* [WHAT THE EXERCISE ASKS]:
One range is to be output from the listing below, exactly as written: the line with "filename src/bin/pbfs-bench.rs" to the line with "of timed runs.", both kept.

* [GIVEN DATA]:
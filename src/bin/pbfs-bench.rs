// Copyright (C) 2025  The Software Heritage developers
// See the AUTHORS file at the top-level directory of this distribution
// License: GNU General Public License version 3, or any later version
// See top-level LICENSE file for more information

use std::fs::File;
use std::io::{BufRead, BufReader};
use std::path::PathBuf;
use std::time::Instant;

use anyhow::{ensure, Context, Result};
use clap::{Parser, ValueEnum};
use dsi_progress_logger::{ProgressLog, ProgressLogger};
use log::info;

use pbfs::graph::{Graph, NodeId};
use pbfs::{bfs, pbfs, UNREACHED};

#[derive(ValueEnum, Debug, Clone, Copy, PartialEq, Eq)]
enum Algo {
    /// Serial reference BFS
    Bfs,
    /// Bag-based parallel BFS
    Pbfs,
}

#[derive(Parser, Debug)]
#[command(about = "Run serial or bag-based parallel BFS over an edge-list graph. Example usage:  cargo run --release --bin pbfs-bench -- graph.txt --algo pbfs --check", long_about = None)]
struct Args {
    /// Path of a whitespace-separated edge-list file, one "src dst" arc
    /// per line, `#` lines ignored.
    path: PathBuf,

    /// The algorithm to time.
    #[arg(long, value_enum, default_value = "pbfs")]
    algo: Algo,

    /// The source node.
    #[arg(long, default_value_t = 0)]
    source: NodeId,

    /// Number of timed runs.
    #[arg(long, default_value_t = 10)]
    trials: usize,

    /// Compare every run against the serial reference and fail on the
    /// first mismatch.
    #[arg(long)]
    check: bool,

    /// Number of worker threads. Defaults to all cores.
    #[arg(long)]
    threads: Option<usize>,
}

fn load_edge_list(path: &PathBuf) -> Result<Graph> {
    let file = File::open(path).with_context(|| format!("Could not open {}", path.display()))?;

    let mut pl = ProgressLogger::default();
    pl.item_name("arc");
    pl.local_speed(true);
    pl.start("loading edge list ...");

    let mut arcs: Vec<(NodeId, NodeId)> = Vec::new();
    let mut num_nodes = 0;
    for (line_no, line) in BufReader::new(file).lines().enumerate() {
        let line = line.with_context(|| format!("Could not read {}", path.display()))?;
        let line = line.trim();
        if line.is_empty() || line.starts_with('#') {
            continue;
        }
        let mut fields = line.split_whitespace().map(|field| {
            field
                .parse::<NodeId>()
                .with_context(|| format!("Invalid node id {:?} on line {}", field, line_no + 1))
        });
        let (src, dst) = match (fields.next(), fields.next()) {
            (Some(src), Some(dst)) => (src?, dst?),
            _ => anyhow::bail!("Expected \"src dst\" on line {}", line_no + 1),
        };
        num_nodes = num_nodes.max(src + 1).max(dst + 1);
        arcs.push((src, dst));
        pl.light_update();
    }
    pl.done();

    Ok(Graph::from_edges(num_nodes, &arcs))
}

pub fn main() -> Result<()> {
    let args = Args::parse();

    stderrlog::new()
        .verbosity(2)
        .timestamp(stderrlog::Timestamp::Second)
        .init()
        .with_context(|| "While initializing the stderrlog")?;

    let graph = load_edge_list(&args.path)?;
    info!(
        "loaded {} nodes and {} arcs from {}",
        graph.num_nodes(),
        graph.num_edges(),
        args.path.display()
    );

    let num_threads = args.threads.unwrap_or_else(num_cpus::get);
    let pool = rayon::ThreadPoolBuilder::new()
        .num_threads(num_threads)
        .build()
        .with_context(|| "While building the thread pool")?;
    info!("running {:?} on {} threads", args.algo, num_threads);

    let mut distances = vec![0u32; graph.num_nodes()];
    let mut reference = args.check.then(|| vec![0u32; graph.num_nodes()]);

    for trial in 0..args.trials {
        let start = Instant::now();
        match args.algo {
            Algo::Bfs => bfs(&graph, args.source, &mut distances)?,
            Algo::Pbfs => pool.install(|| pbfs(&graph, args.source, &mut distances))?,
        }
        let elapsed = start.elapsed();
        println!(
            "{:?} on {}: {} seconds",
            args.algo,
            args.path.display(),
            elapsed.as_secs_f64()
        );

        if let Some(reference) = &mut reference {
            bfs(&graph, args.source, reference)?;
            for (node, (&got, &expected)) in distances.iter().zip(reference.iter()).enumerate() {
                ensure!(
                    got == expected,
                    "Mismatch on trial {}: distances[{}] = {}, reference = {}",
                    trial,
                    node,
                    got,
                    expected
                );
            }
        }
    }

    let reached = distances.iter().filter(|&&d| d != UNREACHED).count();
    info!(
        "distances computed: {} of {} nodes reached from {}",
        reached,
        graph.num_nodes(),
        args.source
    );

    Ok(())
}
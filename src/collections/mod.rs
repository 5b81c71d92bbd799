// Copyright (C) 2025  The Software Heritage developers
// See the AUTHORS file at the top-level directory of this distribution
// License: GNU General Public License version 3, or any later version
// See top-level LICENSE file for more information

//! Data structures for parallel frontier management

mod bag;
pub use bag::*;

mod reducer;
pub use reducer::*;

---

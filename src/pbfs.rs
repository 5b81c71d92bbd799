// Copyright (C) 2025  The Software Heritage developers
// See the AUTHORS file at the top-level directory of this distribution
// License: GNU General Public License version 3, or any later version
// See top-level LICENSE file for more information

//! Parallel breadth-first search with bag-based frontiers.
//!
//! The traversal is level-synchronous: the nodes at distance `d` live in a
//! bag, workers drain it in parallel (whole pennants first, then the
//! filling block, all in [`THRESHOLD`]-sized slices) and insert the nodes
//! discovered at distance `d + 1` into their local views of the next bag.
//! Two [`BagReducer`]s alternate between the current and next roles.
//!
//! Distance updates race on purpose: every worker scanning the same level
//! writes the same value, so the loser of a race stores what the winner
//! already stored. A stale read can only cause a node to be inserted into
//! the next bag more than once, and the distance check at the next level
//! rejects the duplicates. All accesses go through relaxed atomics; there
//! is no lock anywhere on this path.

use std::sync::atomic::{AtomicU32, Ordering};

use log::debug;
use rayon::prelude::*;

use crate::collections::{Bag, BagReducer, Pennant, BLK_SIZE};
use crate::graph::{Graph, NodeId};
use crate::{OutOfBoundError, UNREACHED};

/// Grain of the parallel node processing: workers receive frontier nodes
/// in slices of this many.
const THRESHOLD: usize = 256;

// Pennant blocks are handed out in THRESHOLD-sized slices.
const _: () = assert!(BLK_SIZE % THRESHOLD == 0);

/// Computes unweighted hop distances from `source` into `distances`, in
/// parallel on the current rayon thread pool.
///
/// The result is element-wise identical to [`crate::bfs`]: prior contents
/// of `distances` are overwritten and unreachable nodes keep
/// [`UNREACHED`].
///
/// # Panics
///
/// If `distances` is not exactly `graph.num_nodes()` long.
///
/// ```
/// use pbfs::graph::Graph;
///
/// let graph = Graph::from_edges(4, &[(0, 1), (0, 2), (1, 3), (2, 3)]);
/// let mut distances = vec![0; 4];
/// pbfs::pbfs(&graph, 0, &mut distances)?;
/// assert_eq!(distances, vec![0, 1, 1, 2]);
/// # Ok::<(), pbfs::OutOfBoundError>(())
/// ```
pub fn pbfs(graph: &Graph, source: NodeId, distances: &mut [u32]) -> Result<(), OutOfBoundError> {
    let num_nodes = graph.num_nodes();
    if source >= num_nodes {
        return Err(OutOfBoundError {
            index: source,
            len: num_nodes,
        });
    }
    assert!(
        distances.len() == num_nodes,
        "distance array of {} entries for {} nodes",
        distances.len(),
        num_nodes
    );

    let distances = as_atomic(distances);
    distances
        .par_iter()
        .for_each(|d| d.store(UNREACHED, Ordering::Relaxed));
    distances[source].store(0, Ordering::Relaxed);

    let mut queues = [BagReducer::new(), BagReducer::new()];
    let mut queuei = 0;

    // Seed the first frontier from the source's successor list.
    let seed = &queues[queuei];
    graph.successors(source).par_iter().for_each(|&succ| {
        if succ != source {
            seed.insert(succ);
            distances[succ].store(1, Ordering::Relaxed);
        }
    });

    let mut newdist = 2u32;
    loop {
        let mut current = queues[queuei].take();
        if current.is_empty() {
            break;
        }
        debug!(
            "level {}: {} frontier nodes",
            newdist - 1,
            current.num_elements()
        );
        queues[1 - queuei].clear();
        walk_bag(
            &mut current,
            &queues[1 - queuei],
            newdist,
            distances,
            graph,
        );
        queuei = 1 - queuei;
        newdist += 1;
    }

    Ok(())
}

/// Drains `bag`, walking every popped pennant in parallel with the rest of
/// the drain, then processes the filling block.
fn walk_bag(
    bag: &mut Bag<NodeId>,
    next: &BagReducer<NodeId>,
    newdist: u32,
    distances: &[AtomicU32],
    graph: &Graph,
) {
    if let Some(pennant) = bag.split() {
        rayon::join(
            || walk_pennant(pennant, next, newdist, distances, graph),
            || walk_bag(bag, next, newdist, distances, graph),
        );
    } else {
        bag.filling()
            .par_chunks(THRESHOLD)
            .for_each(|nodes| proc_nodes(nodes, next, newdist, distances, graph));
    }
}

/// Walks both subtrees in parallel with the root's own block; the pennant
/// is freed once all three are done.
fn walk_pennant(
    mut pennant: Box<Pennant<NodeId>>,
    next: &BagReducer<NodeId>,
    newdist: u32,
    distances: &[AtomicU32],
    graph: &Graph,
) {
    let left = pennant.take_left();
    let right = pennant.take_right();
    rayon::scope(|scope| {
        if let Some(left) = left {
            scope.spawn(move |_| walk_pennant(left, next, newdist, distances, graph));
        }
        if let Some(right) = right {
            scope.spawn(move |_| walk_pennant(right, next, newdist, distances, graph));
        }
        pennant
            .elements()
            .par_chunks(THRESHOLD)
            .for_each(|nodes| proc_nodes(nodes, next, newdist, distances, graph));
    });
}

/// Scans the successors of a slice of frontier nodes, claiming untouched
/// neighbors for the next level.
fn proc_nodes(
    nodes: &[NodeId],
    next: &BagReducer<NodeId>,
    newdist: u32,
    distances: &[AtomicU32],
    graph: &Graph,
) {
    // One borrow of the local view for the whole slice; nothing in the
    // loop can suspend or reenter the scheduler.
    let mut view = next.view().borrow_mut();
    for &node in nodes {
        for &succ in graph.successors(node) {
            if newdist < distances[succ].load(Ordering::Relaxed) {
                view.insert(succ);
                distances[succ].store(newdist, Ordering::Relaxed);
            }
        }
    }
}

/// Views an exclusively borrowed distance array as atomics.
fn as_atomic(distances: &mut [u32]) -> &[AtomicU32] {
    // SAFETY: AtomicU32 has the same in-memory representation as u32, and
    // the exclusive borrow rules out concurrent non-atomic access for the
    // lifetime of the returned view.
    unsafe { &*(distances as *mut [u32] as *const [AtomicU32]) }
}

==

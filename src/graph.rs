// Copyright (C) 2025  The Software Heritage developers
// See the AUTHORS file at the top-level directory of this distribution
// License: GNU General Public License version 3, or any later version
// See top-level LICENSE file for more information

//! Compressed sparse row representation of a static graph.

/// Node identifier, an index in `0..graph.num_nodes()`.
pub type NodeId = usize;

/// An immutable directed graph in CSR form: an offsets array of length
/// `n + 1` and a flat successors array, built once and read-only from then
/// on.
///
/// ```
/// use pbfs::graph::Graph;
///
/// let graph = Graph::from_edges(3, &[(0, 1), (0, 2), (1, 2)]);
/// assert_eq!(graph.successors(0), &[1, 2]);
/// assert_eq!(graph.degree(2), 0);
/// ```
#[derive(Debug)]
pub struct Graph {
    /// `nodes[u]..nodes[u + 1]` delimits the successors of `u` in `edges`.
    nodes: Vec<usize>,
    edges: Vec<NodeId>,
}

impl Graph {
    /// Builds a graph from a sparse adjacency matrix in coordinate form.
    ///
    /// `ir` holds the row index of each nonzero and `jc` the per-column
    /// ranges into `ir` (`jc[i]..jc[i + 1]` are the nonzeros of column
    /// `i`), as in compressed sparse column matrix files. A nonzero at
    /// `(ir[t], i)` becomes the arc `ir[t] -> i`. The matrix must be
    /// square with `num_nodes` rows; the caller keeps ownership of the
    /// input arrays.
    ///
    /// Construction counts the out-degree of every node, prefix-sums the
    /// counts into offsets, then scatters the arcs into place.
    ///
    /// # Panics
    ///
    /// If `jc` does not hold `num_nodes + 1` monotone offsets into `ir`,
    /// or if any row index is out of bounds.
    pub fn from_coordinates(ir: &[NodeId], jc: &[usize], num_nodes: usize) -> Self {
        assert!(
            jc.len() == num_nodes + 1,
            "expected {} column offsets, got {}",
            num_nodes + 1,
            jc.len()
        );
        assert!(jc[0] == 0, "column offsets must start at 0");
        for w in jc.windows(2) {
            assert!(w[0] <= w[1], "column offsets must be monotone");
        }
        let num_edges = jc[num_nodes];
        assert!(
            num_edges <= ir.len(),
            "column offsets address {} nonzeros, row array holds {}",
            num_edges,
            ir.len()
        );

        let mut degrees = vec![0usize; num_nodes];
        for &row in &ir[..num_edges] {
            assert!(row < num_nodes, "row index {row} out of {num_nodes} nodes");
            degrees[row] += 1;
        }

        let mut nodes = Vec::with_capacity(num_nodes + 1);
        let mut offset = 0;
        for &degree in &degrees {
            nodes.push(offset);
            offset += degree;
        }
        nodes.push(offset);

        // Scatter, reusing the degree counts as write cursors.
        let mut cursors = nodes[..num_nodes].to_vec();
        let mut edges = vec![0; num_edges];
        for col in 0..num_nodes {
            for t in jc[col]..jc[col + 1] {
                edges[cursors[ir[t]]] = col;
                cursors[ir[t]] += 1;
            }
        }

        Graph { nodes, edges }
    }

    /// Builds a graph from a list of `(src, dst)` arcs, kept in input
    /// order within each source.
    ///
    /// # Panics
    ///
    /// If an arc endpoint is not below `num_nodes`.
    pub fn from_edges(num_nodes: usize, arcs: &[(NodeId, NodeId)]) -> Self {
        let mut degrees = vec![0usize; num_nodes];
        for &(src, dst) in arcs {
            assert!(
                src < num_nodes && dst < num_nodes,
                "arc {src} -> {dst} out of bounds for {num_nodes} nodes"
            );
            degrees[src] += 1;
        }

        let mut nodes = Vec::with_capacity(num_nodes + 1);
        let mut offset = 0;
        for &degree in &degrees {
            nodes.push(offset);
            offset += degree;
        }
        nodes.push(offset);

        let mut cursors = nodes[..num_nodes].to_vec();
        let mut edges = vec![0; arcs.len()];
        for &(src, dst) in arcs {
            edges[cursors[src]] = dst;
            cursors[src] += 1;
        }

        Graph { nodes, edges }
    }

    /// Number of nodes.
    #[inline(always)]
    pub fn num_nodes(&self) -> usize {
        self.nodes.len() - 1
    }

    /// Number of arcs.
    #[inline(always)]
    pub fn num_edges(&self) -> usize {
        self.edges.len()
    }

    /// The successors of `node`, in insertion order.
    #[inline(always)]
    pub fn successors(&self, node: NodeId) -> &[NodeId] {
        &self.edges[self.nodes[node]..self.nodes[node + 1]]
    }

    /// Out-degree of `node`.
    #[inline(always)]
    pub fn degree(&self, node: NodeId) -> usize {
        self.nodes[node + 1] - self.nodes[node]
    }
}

* [SOLUTION TO THIS PROBLEM]:
filename src/bin/pbfs-bench.rs
// Copyright (C) 2025  The Software Heritage developers
// See the AUTHORS file at the top-level directory of this distribution
// License: GNU General Public License version 3, or any later version
// See top-level LICENSE file for more information

use std::fs::File;
use std::io::{BufRead, BufReader};
use std::path::PathBuf;
use std::time::Instant;

use anyhow::{ensure, Context, Result};
use clap::{Parser, ValueEnum};
use dsi_progress_logger::{ProgressLog, ProgressLogger};
use log::info;

use pbfs::graph::{Graph, NodeId};
use pbfs::{bfs, pbfs, UNREACHED};

#[derive(ValueEnum, Debug, Clone, Copy, PartialEq, Eq)]
enum Algo {
    /// Serial reference BFS
    Bfs,
    /// Bag-based parallel BFS
    Pbfs,
}

#[derive(Parser, Debug)]
#[command(about = "Run serial or bag-based parallel BFS over an edge-list graph. Example usage:  cargo run --release --bin pbfs-bench -- graph.txt --algo pbfs --check", long_about = None)]
struct Args {
    /// Path of a whitespace-separated edge-list file, one "src dst" arc
    /// per line, `#` lines ignored.
    path: PathBuf,

    /// The algorithm to time.
    #[arg(long, value_enum, default_value = "pbfs")]
    algo: Algo,

    /// The source node.
    #[arg(long, default_value_t = 0)]
    source: NodeId,

    /// Number of timed runs.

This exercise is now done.